Bob Stuart, creator of MQA, talks in detail about this revolutionary British technology that sets a new standard in capturing, delivering and reproducing digital audio.
MQA 16-bit and Provenance in the Last Mile
In a previous post MQA CD: Origami and the Last Mile , we outlined the steps when the recording is ‘folded’ for transmission and ‘unfolded’ for playback.
It also shows how the end-to-end response varies for listeners with: a) No Decoder, b) A Core Decoder, c) A Full Decoder or d) when the stream is limited to 16b in playback (e.g. in Automotive, over some wireless links, or if it was made that way for MQA CD).
We go deeper into this after the next section, but for convenience here we redraw the first Origami steps.
Once the recording has been ‘de-blurred’, MQA uses a process we call ‘Music Origami’ that focuses on maintaining the information in the orange triangle (plus a substantial safety margin below the triangle), thereby making this large, high-resolution file both manageable, and compatible with any service or playback device.

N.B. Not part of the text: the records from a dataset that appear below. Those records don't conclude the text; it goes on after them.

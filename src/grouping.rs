use std::collections::BTreeMap;

use tracing::debug;

use crate::error::Result;
use crate::study::{Disease, StudyId, StudyTable};

/// Returns the positions in `haystack` whose study belongs to `disease`
pub fn index_mask(disease: &Disease, haystack: &[Disease]) -> Vec<usize> {
    haystack
        .iter()
        .enumerate()
        .filter(|(_, target)| *target == disease)
        .map(|(i, _)| i)
        .collect()
}

pub fn select_indices<T: Copy>(indices: &[usize], data: &[T]) -> Vec<T> {
    indices.iter().map(|i| data[*i]).collect()
}

/// Study columns of a matrix grouped by disease
///
/// Resolved once per matrix against the study table; every aggregator works
/// from these column indices instead of the study identifiers.
#[derive(Debug, Clone)]
pub struct DiseaseGrouping {
    groups: Vec<(Disease, Vec<usize>)>,
}

impl DiseaseGrouping {
    /// Groups the `studies` columns by disease, leaving out `excluded` diseases
    ///
    /// Fails if any study is absent from the table.
    pub fn new(studies: &[StudyId], table: &StudyTable, excluded: &[Disease]) -> Result<Self> {
        let column_diseases = studies
            .iter()
            .map(|study| table.disease_of(study.as_str()).cloned())
            .collect::<Result<Vec<_>>>()?;

        let mut groups = BTreeMap::new();
        for disease in &column_diseases {
            if excluded.contains(disease) || groups.contains_key(disease) {
                continue;
            }
            groups.insert(disease.clone(), index_mask(disease, &column_diseases));
        }
        for (disease, columns) in &groups {
            debug!("Disease {} has {} studies", disease, columns.len());
        }
        Ok(Self {
            groups: groups.into_iter().collect(),
        })
    }

    pub fn diseases(&self) -> impl Iterator<Item = &Disease> {
        self.groups.iter().map(|(disease, _)| disease)
    }

    pub fn groups(&self) -> &[(Disease, Vec<usize>)] {
        &self.groups
    }

    /// Column indices of one disease; empty when the disease has no studies
    pub fn columns_of(&self, disease: &Disease) -> &[usize] {
        self.groups
            .iter()
            .find(|(d, _)| d == disease)
            .map(|(_, columns)| columns.as_slice())
            .unwrap_or_default()
    }

    pub fn len(&self) -> usize {
        self.groups.len()
    }

    pub fn is_empty(&self) -> bool {
        self.groups.is_empty()
    }
}

#[cfg(test)]
mod tests {
    use super::*;
    use crate::error::MetaError;
    use crate::study::StudyAliases;

    fn studies(ids: &[&str]) -> Vec<StudyId> {
        ids.iter().map(|id| StudyId::new(*id)).collect()
    }

    #[test]
    fn test_grouping() {
        let ids = ["crc_a", "ibd_a", "crc_b", "cdi_a"];
        let table = StudyTable::from_ids(ids, &StudyAliases::none()).unwrap();
        let grouping = DiseaseGrouping::new(&studies(&ids), &table, &[]).unwrap();
        assert_eq!(grouping.len(), 3);
        assert_eq!(grouping.columns_of(&Disease::new("crc")), &[0, 2]);
        assert_eq!(grouping.columns_of(&Disease::new("cdi")), &[3]);
        assert!(grouping.columns_of(&Disease::new("hiv")).is_empty());
    }

    #[test]
    fn test_grouping_excludes() {
        let ids = ["crc_a", "cdi_a", "cdi_b"];
        let table = StudyTable::from_ids(ids, &StudyAliases::none()).unwrap();
        let grouping =
            DiseaseGrouping::new(&studies(&ids), &table, &[Disease::new("cdi")]).unwrap();
        assert_eq!(grouping.diseases().collect::<Vec<_>>(), vec![&Disease::new("crc")]);
    }

    #[test]
    fn test_grouping_unknown_study() {
        let table = StudyTable::from_ids(["crc_a"], &StudyAliases::none()).unwrap();
        let err = DiseaseGrouping::new(&studies(&["crc_a", "ob_b"]), &table, &[]).unwrap_err();
        assert!(matches!(err, MetaError::UnknownStudy(id) if id == "ob_b"));
    }

    #[test]
    fn test_select_indices() {
        assert_eq!(select_indices(&[2, 0], &[1.0, 2.0, 3.0]), vec![3.0, 1.0]);
    }
}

This section reviews the first steps of ‘Origami’ used to make a single-speed (1s MQL) transmission file. As a first step, very high-frequency content C is ‘encapsulated’ and hidden away below the noise floor of B as shown below.
The next diagram shows more detail on how this burying is done.
Preview and Authenticity
The four listening scenarios listed at the start: a) No Decoder, b) A Core Decoder, c) A Full Decoder or d) when the stream is limited to 16b in playback, can each be previewed by Mastering tools, and also (in the supply chain) facilitated by a Pro-MQA Decoder. This enables a rights-holder to be certain of the sound arriving in all four scenarios from the same 24b distribution file and Authenticate it. 
In MQA, the blue or green light indicates Provenance and that the file or stream was losslessly delivered and can provide an approved presentation. If the stream is modified such that none of the four approved listed decodes can be heard, the light will not light.
If we look at the block diagram above, we can see there are three components to the MQA data, broadly described as: i) top 16 bits, ii) MQA signalling and iii) bottom 8 bits.
The decoder will verify checksums and calculate secure hashes of the input audio and data channel.  If the stream has not arrived losslessly then at least one of these checks will fail, the light will not light (or go out) and the decoder will pass the audio undecoded.
If the top 16 bits and signalling are correct but there is an error in the bottom 8 bits, then the decoder will immediately decode the MQA16 (ignoring any and all data below the 16th bit) and if it is successful, will light the Authentication light. Although the MQA decoder knows if there were more bits at encoding, it also knows this is a valid and approved presentation; for simplicity, it does not display this fact (although a Pro decoder may).
When the original source was 16b there are only 16 bits in the MQA stream and the decoder will immediately decode and if it is successful, will light the Authentication light.
Some people have noticed that if you change the data in the bottom 8 bits of a 24b MQA file (e.g. by truncating at 23b, 22b, 20b etc) that the MQA light still comes on and they are puzzled why that Authentication should still be there?
The simple answer is that this is by design.
If anything is wrong in the bottom 8 bits then that region is ignored and the result will be the MQA16 decode so long as the top 16 bits, signature and instructions are correct, failing which the decoder unlocks and the light goes out.
 Authenticating this set of listening options was requested by RIAA and the major record labels in 2014.
 The system uses a cryptographically secure signature verification mechanism. The secure hashes are blake2s and these hashes are signed using RSA signatures. The private keys for this process are stored safely within Hardware Security Modules thus ensuring the provenance of genuine MQA streams.